*** Records shown Section Begins ***

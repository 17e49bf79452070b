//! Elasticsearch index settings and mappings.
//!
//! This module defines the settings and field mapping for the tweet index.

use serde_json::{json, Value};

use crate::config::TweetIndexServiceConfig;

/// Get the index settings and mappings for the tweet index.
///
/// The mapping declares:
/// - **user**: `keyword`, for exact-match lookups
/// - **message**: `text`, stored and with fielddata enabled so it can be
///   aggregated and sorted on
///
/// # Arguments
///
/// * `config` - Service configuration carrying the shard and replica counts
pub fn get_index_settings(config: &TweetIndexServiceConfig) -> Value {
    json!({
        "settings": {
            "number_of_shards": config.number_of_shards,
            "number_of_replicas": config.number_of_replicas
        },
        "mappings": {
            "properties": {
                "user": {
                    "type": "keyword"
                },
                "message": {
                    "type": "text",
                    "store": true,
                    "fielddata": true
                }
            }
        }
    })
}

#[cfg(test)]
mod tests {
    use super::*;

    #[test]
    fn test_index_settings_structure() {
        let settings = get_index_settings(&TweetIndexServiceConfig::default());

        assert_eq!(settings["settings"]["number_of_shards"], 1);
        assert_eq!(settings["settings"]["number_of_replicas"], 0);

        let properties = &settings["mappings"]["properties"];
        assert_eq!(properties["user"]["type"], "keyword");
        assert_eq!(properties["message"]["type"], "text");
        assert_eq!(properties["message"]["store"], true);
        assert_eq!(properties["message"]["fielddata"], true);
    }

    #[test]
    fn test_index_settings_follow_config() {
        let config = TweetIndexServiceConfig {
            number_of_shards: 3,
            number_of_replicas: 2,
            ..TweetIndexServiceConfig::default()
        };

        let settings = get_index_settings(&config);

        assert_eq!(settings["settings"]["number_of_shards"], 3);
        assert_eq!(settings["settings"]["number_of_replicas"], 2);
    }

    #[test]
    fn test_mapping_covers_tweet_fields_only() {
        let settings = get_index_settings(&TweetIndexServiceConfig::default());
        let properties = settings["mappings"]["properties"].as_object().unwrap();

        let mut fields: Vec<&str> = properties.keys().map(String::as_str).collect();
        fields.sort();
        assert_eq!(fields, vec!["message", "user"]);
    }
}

*** Records shown Section Ends ***
*** Records shown Section Begins ***

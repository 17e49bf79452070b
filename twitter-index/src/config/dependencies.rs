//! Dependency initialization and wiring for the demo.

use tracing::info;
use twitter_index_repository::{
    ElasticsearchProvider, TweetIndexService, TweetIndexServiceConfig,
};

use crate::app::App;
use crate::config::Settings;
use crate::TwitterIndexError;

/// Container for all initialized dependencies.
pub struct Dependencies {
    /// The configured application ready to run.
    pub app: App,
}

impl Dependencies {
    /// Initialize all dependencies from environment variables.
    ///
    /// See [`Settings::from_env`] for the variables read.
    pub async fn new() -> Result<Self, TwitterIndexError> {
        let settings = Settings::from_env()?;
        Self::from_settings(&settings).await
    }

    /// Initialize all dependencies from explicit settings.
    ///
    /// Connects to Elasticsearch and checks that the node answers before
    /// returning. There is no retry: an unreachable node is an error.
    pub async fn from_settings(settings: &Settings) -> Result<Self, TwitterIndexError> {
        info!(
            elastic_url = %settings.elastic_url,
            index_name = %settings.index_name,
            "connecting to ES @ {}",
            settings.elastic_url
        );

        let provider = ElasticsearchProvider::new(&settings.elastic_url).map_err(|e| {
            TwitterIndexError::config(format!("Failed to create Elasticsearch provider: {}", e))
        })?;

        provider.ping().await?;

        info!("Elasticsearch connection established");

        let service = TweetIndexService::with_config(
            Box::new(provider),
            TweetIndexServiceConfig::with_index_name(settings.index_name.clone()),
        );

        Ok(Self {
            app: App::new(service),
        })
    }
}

*** Records shown Section Ends ***

● **Activity**
Using the listing above, copy exactly the line that contains "Self::from_settings(&settings).await", the line that contains "to create Elasticsearch", and each line that falls between them.

● **Result for this exercise**
        Self::from_settings(&settings).await
    }

    /// Initialize all dependencies from explicit settings.
    ///
    /// Connects to Elasticsearch and checks that the node answers before
    /// returning. There is no retry: an unreachable node is an error.
    pub async fn from_settings(settings: &Settings) -> Result<Self, TwitterIndexError> {
        info!(
            elastic_url = %settings.elastic_url,
            index_name = %settings.index_name,
            "connecting to ES @ {}",
            settings.elastic_url
        );

        let provider = ElasticsearchProvider::new(&settings.elastic_url).map_err(|e| {
            TwitterIndexError::config(format!("Failed to create Elasticsearch provider: {}", e))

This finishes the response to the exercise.